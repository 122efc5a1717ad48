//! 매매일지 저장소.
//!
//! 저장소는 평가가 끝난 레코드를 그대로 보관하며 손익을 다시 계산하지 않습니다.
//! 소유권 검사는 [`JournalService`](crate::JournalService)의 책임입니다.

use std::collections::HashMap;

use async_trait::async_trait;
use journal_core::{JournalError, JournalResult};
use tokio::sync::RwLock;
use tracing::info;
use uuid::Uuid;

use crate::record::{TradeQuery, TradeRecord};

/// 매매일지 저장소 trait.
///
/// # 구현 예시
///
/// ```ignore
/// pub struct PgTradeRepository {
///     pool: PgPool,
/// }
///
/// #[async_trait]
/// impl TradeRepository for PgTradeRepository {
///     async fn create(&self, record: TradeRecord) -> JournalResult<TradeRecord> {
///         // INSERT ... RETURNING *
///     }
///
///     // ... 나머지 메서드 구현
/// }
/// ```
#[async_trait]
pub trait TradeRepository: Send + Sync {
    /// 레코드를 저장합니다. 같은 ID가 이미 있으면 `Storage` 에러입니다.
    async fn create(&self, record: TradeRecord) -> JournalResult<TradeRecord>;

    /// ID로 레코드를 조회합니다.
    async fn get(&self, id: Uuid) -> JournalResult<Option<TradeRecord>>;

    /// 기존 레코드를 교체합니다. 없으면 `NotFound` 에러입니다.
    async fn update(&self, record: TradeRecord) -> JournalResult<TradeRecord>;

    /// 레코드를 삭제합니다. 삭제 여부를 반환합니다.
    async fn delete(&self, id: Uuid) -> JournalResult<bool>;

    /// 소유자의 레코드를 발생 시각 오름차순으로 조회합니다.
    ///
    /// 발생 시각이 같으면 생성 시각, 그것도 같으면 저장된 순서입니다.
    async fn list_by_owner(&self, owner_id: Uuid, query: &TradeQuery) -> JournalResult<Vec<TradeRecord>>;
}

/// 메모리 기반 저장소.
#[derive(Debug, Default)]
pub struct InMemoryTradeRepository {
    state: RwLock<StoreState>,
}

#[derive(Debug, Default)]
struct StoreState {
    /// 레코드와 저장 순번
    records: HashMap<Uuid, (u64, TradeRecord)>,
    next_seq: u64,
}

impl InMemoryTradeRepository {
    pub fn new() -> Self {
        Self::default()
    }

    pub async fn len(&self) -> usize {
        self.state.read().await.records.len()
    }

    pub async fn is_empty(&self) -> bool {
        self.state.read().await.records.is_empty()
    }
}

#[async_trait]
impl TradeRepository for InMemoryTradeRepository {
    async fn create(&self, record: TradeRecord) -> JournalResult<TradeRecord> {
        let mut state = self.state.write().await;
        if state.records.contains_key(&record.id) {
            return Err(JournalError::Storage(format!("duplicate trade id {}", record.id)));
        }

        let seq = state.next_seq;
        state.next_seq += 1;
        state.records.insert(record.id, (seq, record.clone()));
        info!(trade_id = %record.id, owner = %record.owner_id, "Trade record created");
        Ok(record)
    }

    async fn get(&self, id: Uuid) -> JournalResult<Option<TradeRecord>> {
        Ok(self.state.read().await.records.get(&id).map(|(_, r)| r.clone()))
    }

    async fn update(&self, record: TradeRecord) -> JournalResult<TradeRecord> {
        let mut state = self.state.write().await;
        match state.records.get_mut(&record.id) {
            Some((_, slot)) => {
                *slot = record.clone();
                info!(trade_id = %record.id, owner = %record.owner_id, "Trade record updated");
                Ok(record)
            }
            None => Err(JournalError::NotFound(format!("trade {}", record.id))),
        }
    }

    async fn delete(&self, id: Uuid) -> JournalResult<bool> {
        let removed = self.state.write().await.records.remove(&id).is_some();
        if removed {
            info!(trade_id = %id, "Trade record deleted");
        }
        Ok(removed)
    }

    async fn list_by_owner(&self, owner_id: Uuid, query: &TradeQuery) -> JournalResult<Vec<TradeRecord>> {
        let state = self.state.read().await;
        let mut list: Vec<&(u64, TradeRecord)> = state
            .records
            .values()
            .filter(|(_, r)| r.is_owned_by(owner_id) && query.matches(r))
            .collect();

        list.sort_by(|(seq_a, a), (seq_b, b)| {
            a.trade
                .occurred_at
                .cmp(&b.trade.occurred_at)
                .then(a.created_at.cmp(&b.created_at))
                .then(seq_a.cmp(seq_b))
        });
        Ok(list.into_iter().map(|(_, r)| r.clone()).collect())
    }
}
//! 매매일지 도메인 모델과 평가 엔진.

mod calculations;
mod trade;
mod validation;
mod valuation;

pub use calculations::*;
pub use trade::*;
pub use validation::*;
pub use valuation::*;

AIM OF THE EXERCISE
Quote all the records exactly, please, leaving none out.

ANSWER TO THE PROBLEM
repository 122efc5a1717ad48
//! 매매일지 저장소.
//!
//! 저장소는 평가가 끝난 레코드를 그대로 보관하며 손익을 다시 계산하지 않습니다.
//! 소유권 검사는 [`JournalService`](crate::JournalService)의 책임입니다.

use std::collections::HashMap;

use async_trait::async_trait;
use journal_core::{JournalError, JournalResult};
use tokio::sync::RwLock;
use tracing::info;
use uuid::Uuid;

use crate::record::{TradeQuery, TradeRecord};

/// 매매일지 저장소 trait.
///
/// # 구현 예시
///
/// ```ignore
/// pub struct PgTradeRepository {
///     pool: PgPool,
/// }
///
/// #[async_trait]
/// impl TradeRepository for PgTradeRepository {
///     async fn create(&self, record: TradeRecord) -> JournalResult<TradeRecord> {
///         // INSERT ... RETURNING *
///     }
///
///     // ... 나머지 메서드 구현
/// }
/// ```
#[async_trait]
pub trait TradeRepository: Send + Sync {
    /// 레코드를 저장합니다. 같은 ID가 이미 있으면 `Storage` 에러입니다.
    async fn create(&self, record: TradeRecord) -> JournalResult<TradeRecord>;

    /// ID로 레코드를 조회합니다.
    async fn get(&self, id: Uuid) -> JournalResult<Option<TradeRecord>>;

    /// 기존 레코드를 교체합니다. 없으면 `NotFound` 에러입니다.
    async fn update(&self, record: TradeRecord) -> JournalResult<TradeRecord>;

    /// 레코드를 삭제합니다. 삭제 여부를 반환합니다.
    async fn delete(&self, id: Uuid) -> JournalResult<bool>;

    /// 소유자의 레코드를 발생 시각 오름차순으로 조회합니다.
    ///
    /// 발생 시각이 같으면 생성 시각, 그것도 같으면 저장된 순서입니다.
    async fn list_by_owner(&self, owner_id: Uuid, query: &TradeQuery) -> JournalResult<Vec<TradeRecord>>;
}

/// 메모리 기반 저장소.
#[derive(Debug, Default)]
pub struct InMemoryTradeRepository {
    state: RwLock<StoreState>,
}

#[derive(Debug, Default)]
struct StoreState {
    /// 레코드와 저장 순번
    records: HashMap<Uuid, (u64, TradeRecord)>,
    next_seq: u64,
}

impl InMemoryTradeRepository {
    pub fn new() -> Self {
        Self::default()
    }

    pub async fn len(&self) -> usize {
        self.state.read().await.records.len()
    }

    pub async fn is_empty(&self) -> bool {
        self.state.read().await.records.is_empty()
    }
}

#[async_trait]
impl TradeRepository for InMemoryTradeRepository {
    async fn create(&self, record: TradeRecord) -> JournalResult<TradeRecord> {
        let mut state = self.state.write().await;
        if state.records.contains_key(&record.id) {
            return Err(JournalError::Storage(format!("duplicate trade id {}", record.id)));
        }

        let seq = state.next_seq;
        state.next_seq += 1;
        state.records.insert(record.id, (seq, record.clone()));
        info!(trade_id = %record.id, owner = %record.owner_id, "Trade record created");
        Ok(record)
    }

    async fn get(&self, id: Uuid) -> JournalResult<Option<TradeRecord>> {
        Ok(self.state.read().await.records.get(&id).map(|(_, r)| r.clone()))
    }

    async fn update(&self, record: TradeRecord) -> JournalResult<TradeRecord> {
        let mut state = self.state.write().await;
        match state.records.get_mut(&record.id) {
            Some((_, slot)) => {
                *slot = record.clone();
                info!(trade_id = %record.id, owner = %record.owner_id, "Trade record updated");
                Ok(record)
            }
            None => Err(JournalError::NotFound(format!("trade {}", record.id))),
        }
    }

    async fn delete(&self, id: Uuid) -> JournalResult<bool> {
        let removed = self.state.write().await.records.remove(&id).is_some();
        if removed {
            info!(trade_id = %id, "Trade record deleted");
        }
        Ok(removed)
    }

    async fn list_by_owner(&self, owner_id: Uuid, query: &TradeQuery) -> JournalResult<Vec<TradeRecord>> {
        let state = self.state.read().await;
        let mut list: Vec<&(u64, TradeRecord)> = state
            .records
            .values()
            .filter(|(_, r)| r.is_owned_by(owner_id) && query.matches(r))
            .collect();

        list.sort_by(|(seq_a, a), (seq_b, b)| {
            a.trade
                .occurred_at
                .cmp(&b.trade.occurred_at)
                .then(a.created_at.cmp(&b.created_at))
                .then(seq_a.cmp(seq_b))
        });
        Ok(list.into_iter().map(|(_, r)| r.clone()).collect())
    }
}
//! 매매일지 도메인 모델과 평가 엔진.

mod calculations;
mod trade;
mod validation;
mod valuation;

pub use calculations::*;
pub use trade::*;
pub use validation::*;
pub use valuation::*;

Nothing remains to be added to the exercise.